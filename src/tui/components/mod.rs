//! # TUI Components
//!
//! ## Component Architecture
//!
//! ### Stateless Components (Props-Based Rendering)
//!
//! - `TitleBar`: Top status line with progress and owner status
//!
//! ### Stateful Components (Event-Driven)
//!
//! - `OtpInput`: The segmented code input. Holds focus and selection state,
//!   takes the code as a prop and emits `OtpEvent::Changed`.
//!
//! ### Co-location of Concerns
//!
//! Each component file contains everything related to that component:
//! state types, event types, rendering, event handling and tests.
//!
//! ### Props-Based Data Flow
//!
//! Components receive external data as props, never by reaching into the
//! application state:
//!
//! ```rust,ignore
//! tui.otp.value = app.code.clone();
//! tui.otp.render(frame, area);
//! ```
//!
//! ## Module Structure
//!
//! ```text
//! components/
//! ├── mod.rs           (this file)
//! ├── title_bar.rs     (Top status line)
//! └── otp/             (Segmented code input)
//!     ├── mod.rs       (widget, events, focus routing)
//!     ├── cells.rs     (memoized cell derivation)
//!     └── edit.rs      (per-cell text editing)
//! ```

pub mod otp;
pub use otp::{OtpEvent, OtpInput};

mod title_bar;
pub use title_bar::TitleBar;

—————

▸ **What you are asked to do**
All lines above with the word "focus" need to be reported.

▸ **Output**
//! - `OtpInput`: The segmented code input. Holds focus and selection state,
//!     ├── mod.rs       (widget, events, focus routing)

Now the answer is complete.